For years, Japan has relied on imports of advanced chips from South Korea and Taiwan to meet the demand of its electronic device-makers, says Hiroo Kinoshita, a Japanese scientist and expert on chip-making photolithography equipment. 

That trade relationship is vulnerable amid rising tensions between China and Taiwan, which Beijing considers its own territory, Kinoshita tells TRT World

“We have managed to get by with imports. But I believe that the recent semiconductor shortage and China’s reaction to [former] US house speaker Nancy Pelosi’s visit to Taiwan have triggered a rethink of policy.” 

Pelosi’s controversial August trip, which was the first by a high-ranking American official in years, caused a crisis, with Beijing retaliating with military drills around the island. 

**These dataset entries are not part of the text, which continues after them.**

//! Quota Management
//!
//! Enforces the per-file and per-user size ceilings. Usage is always measured
//! on disk, so it can never drift from what is actually stored.

use super::{PathStore, StorageError};
use crate::identity::UserId;

use serde::{Deserialize, Serialize};

/// Storage quota configuration
#[derive(Debug, Clone, Copy, Serialize, Deserialize)]
pub struct QuotaConfig {
    /// Largest single file (bytes)
    pub max_file_size: u64,
    /// Largest total size of one user's directory (bytes)
    pub max_folder_size: u64,
}

impl Default for QuotaConfig {
    fn default() -> Self {
        Self {
            max_file_size: 10 * 1024 * 1024,    // 10 MB
            max_folder_size: 100 * 1024 * 1024, // 100 MB
        }
    }
}

impl QuotaConfig {
    /// Decide whether `incoming` more bytes fit next to `usage`
    pub fn check(&self, usage: u64, incoming: u64) -> QuotaCheckResult {
        match usage.checked_add(incoming) {
            Some(total) if total <= self.max_folder_size => QuotaCheckResult::Allowed,
            _ => QuotaCheckResult::InsufficientQuota {
                usage,
                incoming,
                limit: self.max_folder_size,
            },
        }
    }
}

/// Result of quota check
#[derive(Debug, Clone, PartialEq, Eq)]
pub enum QuotaCheckResult {
    Allowed,
    InsufficientQuota { usage: u64, incoming: u64, limit: u64 },
}

/// User quota summary
#[derive(Debug, Clone, Serialize, Deserialize)]
pub struct QuotaSummary {
    pub bytes_used: u64,
    pub bytes_limit: u64,
    pub bytes_available: u64,
    pub usage_percentage: f64,
    pub max_file_size: u64,
}

/// Quota guard - rejects uploads that would overflow the configured limits
#[derive(Debug, Clone)]
pub struct QuotaGuard {
    config: QuotaConfig,
    paths: PathStore,
}

impl QuotaGuard {
    pub fn new(config: QuotaConfig, paths: PathStore) -> Self {
        Self { config, paths }
    }

    pub fn config(&self) -> &QuotaConfig {
        &self.config
    }

    /// Fail with [`StorageError::FileTooLarge`] above the per-file ceiling
    pub fn assert_file_size(&self, size: u64) -> Result<(), StorageError> {
        tracing::debug!("Checking file size {} against {}", size, self.config.max_file_size);
        if size > self.config.max_file_size {
            return Err(StorageError::FileTooLarge {
                size,
                limit: self.config.max_file_size,
            });
        }
        Ok(())
    }

    /// Fail with [`StorageError::QuotaExceeded`] when the owner's directory
    /// cannot take `incoming` more bytes. Returns the measured usage.
    pub async fn assert_folder_capacity(
        &self,
        owner_id: UserId,
        incoming: u64,
    ) -> Result<u64, StorageError> {
        let usage = self.paths.folder_size(owner_id).await?;

        match self.config.check(usage, incoming) {
            QuotaCheckResult::Allowed => Ok(usage),
            QuotaCheckResult::InsufficientQuota {
                usage,
                incoming,
                limit,
            } => {
                tracing::warn!(
                    "User {} over quota: {} used + {} incoming > {}",
                    owner_id,
                    usage,
                    incoming,
                    limit
                );
                Err(StorageError::QuotaExceeded {
                    owner: owner_id,
                    usage,
                    incoming,
                    limit,
                })
            }
        }
    }

    /// Get user's quota summary
    pub async fn summary(&self, owner_id: UserId) -> Result<QuotaSummary, StorageError> {
        let used = self.paths.folder_size(owner_id).await?;
        let limit = self.config.max_folder_size;

        Ok(QuotaSummary {
            bytes_used: used,
            bytes_limit: limit,
            bytes_available: limit.saturating_sub(used),
            usage_percentage: if limit == 0 {
                100.0
            } else {
                (used as f64 / limit as f64 * 100.0).min(100.0)
            },
            max_file_size: self.config.max_file_size,
        })
    }
}
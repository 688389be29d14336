//! Evaluation error types.

use rebac_core::CoreError;
use thiserror::Error;

/// Errors that abort a pattern evaluation.
///
/// A pattern without matches is not an error; it evaluates to an empty set.
#[derive(Debug, Clone, PartialEq, Error)]
pub enum EvalError {
    /// Some variables can never receive candidates: they are not connected
    /// to any seeded variable.
    #[error(
        "No candidate node found for {}; every pattern node needs a connection to a fixed node",
        .unassigned.join(", ")
    )]
    Uncoverable { unassigned: Vec<String> },

    /// A requirement could not be evaluated against a graph element.
    #[error(transparent)]
    Attribute(#[from] CoreError),

    /// An internal invariant of the search was violated.
    #[error("Inconsistent matcher state: {message}")]
    InconsistentState { message: String },
}

impl EvalError {
    pub fn uncoverable(unassigned: Vec<String>) -> Self {
        Self::Uncoverable { unassigned }
    }

    pub fn inconsistent_state(message: impl Into<String>) -> Self {
        Self::InconsistentState {
            message: message.into(),
        }
    }
}

/// Result type for pattern evaluation.
pub type EvalResult<T> = Result<T, EvalError>;
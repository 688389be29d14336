//! Graph patterns.

use crate::{
    GpEdge, GpNode, MutualExclusionConstraint, PatternDocument, PatternError, PatternGraph,
    PatternResult,
};
use rebac_core::{AttributeRequirement, AttributeValue, RequirementOperator};
use serde::{Deserialize, Serialize};
use std::collections::BTreeMap;

/// A complete query: a pattern graph plus predicates, constraints, the
/// returned variables and the actor names used for weaving.
///
/// Every node and edge id referenced anywhere in the pattern is checked
/// against the pattern graph at construction, so consumers may assume the
/// pattern is well formed. Immutable once built.
#[derive(Debug, Clone, PartialEq, Eq, Serialize, Deserialize)]
#[serde(try_from = "PatternDocument", into = "PatternDocument")]
pub struct GraphPattern {
    graph: PatternGraph,
    constraints: Vec<MutualExclusionConstraint>,
    node_requirements: BTreeMap<String, Vec<AttributeRequirement>>,
    edge_requirements: BTreeMap<String, Vec<AttributeRequirement>>,
    returned_nodes: Vec<String>,
    actors: BTreeMap<String, String>,
}

impl GraphPattern {
    /// Create a pattern, checking referential integrity.
    ///
    /// Empty requirement lists are dropped.
    pub fn new(
        graph: PatternGraph,
        constraints: Vec<MutualExclusionConstraint>,
        mut node_requirements: BTreeMap<String, Vec<AttributeRequirement>>,
        mut edge_requirements: BTreeMap<String, Vec<AttributeRequirement>>,
        returned_nodes: Vec<String>,
        actors: BTreeMap<String, String>,
    ) -> PatternResult<Self> {
        node_requirements.retain(|_, requirements| !requirements.is_empty());
        edge_requirements.retain(|_, requirements| !requirements.is_empty());

        let require_node = |id: &str, referenced_by: String| {
            if graph.contains_node(id) {
                Ok(())
            } else {
                Err(PatternError::missing_node(id, referenced_by))
            }
        };

        for node in node_requirements.keys() {
            require_node(node.as_str(), "node requirements".to_string())?;
        }
        for edge in edge_requirements.keys() {
            if !graph.contains_edge(edge) {
                return Err(PatternError::missing_edge(
                    edge.as_str(),
                    "edge requirements",
                ));
            }
        }
        for constraint in &constraints {
            require_node(constraint.first(), format!("constraint {}", constraint))?;
            require_node(constraint.second(), format!("constraint {}", constraint))?;
        }
        for node in &returned_nodes {
            require_node(node.as_str(), "returned nodes".to_string())?;
        }
        for (actor, node) in &actors {
            require_node(node.as_str(), format!("actor '{}'", actor))?;
        }

        Ok(Self {
            graph,
            constraints,
            node_requirements,
            edge_requirements,
            returned_nodes,
            actors,
        })
    }

    pub fn builder() -> GraphPatternBuilder {
        GraphPatternBuilder::new()
    }

    pub fn graph(&self) -> &PatternGraph {
        &self.graph
    }

    pub fn constraints(&self) -> &[MutualExclusionConstraint] {
        &self.constraints
    }

    /// Requirements on one node, empty if it has none.
    pub fn node_requirements(&self, node: &str) -> &[AttributeRequirement] {
        self.node_requirements
            .get(node)
            .map(Vec::as_slice)
            .unwrap_or(&[])
    }

    /// Requirements on one edge, empty if it has none.
    pub fn edge_requirements(&self, edge: &str) -> &[AttributeRequirement] {
        self.edge_requirements
            .get(edge)
            .map(Vec::as_slice)
            .unwrap_or(&[])
    }

    pub fn node_requirement_map(&self) -> &BTreeMap<String, Vec<AttributeRequirement>> {
        &self.node_requirements
    }

    pub fn edge_requirement_map(&self) -> &BTreeMap<String, Vec<AttributeRequirement>> {
        &self.edge_requirements
    }

    /// Ids of the returned nodes, in output order. May repeat.
    pub fn returned_nodes(&self) -> &[String] {
        &self.returned_nodes
    }

    /// Actor name -> node id.
    pub fn actors(&self) -> &BTreeMap<String, String> {
        &self.actors
    }

    /// The node bound to an actor name.
    pub fn actor(&self, name: &str) -> Option<&GpNode> {
        self.actors.get(name).and_then(|id| self.graph.node(id))
    }

    /// Actor names bound to a node, in name order.
    pub fn actors_of<'a>(&'a self, node: &'a str) -> impl Iterator<Item = &'a str> + 'a {
        self.actors
            .iter()
            .filter(move |(_, bound)| bound.as_str() == node)
            .map(|(name, _)| name.as_str())
    }

    /// The graph node id a node is fixed to by an `#id` requirement.
    pub fn fixed_id(&self, node: &str) -> Option<&str> {
        self.node_requirements(node)
            .iter()
            .find_map(AttributeRequirement::fixed_id)
    }
}

/// Fluent builder for [`GraphPattern`].
///
/// The first malformed requirement is remembered and reported by
/// [`build`](GraphPatternBuilder::build).
#[derive(Debug, Default)]
pub struct GraphPatternBuilder {
    nodes: Vec<GpNode>,
    edges: Vec<GpEdge>,
    constraints: Vec<MutualExclusionConstraint>,
    node_requirements: BTreeMap<String, Vec<AttributeRequirement>>,
    edge_requirements: BTreeMap<String, Vec<AttributeRequirement>>,
    returned_nodes: Vec<String>,
    actors: BTreeMap<String, String>,
    error: Option<PatternError>,
}

impl GraphPatternBuilder {
    pub fn new() -> Self {
        Self::default()
    }

    /// Declare a pattern node.
    pub fn node(mut self, id: impl Into<String>, node_type: impl Into<String>) -> Self {
        self.nodes.push(GpNode::new(id, node_type));
        self
    }

    /// Declare a pattern edge between two node ids.
    pub fn edge(
        mut self,
        source: impl Into<String>,
        target: impl Into<String>,
        id: impl Into<String>,
        edge_type: impl Into<String>,
    ) -> Self {
        self.edges.push(GpEdge::new(source, target, id, edge_type));
        self
    }

    /// Add a requirement on a node attribute.
    pub fn require_node(
        mut self,
        node: impl Into<String>,
        key: impl Into<String>,
        operator: RequirementOperator,
        value: impl Into<AttributeValue>,
    ) -> Self {
        match AttributeRequirement::new(key, operator, value) {
            Ok(requirement) => self
                .node_requirements
                .entry(node.into())
                .or_default()
                .push(requirement),
            Err(err) => self.fail(err.into()),
        }
        self
    }

    /// Add a requirement on an edge attribute.
    pub fn require_edge(
        mut self,
        edge: impl Into<String>,
        key: impl Into<String>,
        operator: RequirementOperator,
        value: impl Into<AttributeValue>,
    ) -> Self {
        match AttributeRequirement::new(key, operator, value) {
            Ok(requirement) => self
                .edge_requirements
                .entry(edge.into())
                .or_default()
                .push(requirement),
            Err(err) => self.fail(err.into()),
        }
        self
    }

    /// Fix a node to the graph node with the given id.
    pub fn fix(mut self, node: impl Into<String>, id: impl Into<String>) -> Self {
        self.node_requirements
            .entry(node.into())
            .or_default()
            .push(AttributeRequirement::id(id));
        self
    }

    /// Forbid two nodes from binding to the same graph node.
    pub fn exclude(mut self, a: impl Into<String>, b: impl Into<String>) -> Self {
        self.constraints.push(MutualExclusionConstraint::new(a, b));
        self
    }

    /// Append a node to the returned tuple.
    pub fn returns(mut self, node: impl Into<String>) -> Self {
        self.returned_nodes.push(node.into());
        self
    }

    /// Bind an actor name to a node.
    pub fn actor(mut self, name: impl Into<String>, node: impl Into<String>) -> Self {
        self.actors.insert(name.into(), node.into());
        self
    }

    pub fn build(self) -> PatternResult<GraphPattern> {
        if let Some(err) = self.error {
            return Err(err);
        }
        let graph = PatternGraph::new(self.nodes, self.edges)?;
        GraphPattern::new(
            graph,
            self.constraints,
            self.node_requirements,
            self.edge_requirements,
            self.returned_nodes,
            self.actors,
        )
    }

    fn fail(&mut self, err: PatternError) {
        if self.error.is_none() {
            self.error = Some(err);
        }
    }
}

Taiwan is home to TSMC (Taiwan Semiconductor Manufacturing Company), the world’s largest contract chip-maker, and accounts for 90 percent of the global output of advanced chips. 

Can Japan do it? 

Tokyo plans to inject a subsidy of $500 million into Rapidus. Those funds will be used to buy two advanced Extreme Ultraviolet Lithography (EUVL) machines, says Kinoshita. 

Japanese industrial and financial bigwigs including Sony, Toyota, Denso, Softbank, Mitsubishi UFJ Bank, NTT and electronic giant NEC have taken an equity stake in Rapidus with a joint investment of more than $50 million. 

But the government subsidy, combined with this investment, is minuscule compared to the tens of billions of dollars needed to build a modern chip foundry; TSMC has, for example, announced it will invest $40 billion to build a fab plant in the US. 

Japanese firms such as Toshiba and Hitachi dominated the global semiconductor market in the 1980s. They lost the lead in the face of strong opposition from American politicians and industry. 

Getty Images

US lawmakers smashed a Toshiba stereo in the gardens of the Capitol in 1987 at the height of US-Japan trade war.

Right now, Japan has the technology to produce chips on 40nm nodes. One nm (nanometre), a unit of measurement, is a billionth of a metre. It denotes the distance between transistors on a chip and it is generally considered that the smaller the distance, the more advanced the chips are. 

Rapidus also signed an agreement this month with Belgium-based research centre IMEC, which has expertise in advanced chip processing systems. 

As per the agreement, IMEC will help Rapidus scale up 2nm chip production. 

Currently, the world’s most advanced chips are centred around 3nm and 5nm nodes produced by Samsung and TSMC. They plan to produce 2nm chips in the next two to three years. 

Kinoshita said it was unlikely that Rapidus would be able to build a high-tech fab plant within the targeted time period. The project will probably end up requiring the use of a facility, that Japan’s National Institute of Advanced Industrial Science and Technology (AIST) is developing at its Tsukuba West site. 

This is not the first time Japanese companies are collaborating in such a way. A similar effort launched a few years ago involving Hitachi, NEC and Mitsubishi went nowhere. 

But Kinoshita points out that Rapidus has an advantage: its Japanese backers make products that require advanced chips. 

“In this case, there are automakers Toyota and Denso, NTT in telecommunications equipment and Sony in CMOS sensors.” All these firms are looking to incorporate advanced semiconductors into the devices and services they produce. 

Semiconductor production depends on a collaboration of companies spread around the world. For instance, the intellectual property for the complex architecture that underpins modern chips is in the possession of UK-based firms such as ARM, while Dutch company ASML is the leader in photolithography equipment. 

Japan might have lagged behind in chip production. But it is home to companies which produce speciality products such as photoresists that are essential in the production of semiconductors. 

The US-led export curbs targeting China’s semiconductor industry are threatening to undermine this vital collaboration between different international players.

“Globalisation is almost dead and free trade is almost dead. A lot of people still wish they would come back, but I don’t think they will be back,” said Morris Chang, TSMC’s founder, last week while speaking at a ceremony in Phoenix, Arizona, where his company will build the advanced chip plant.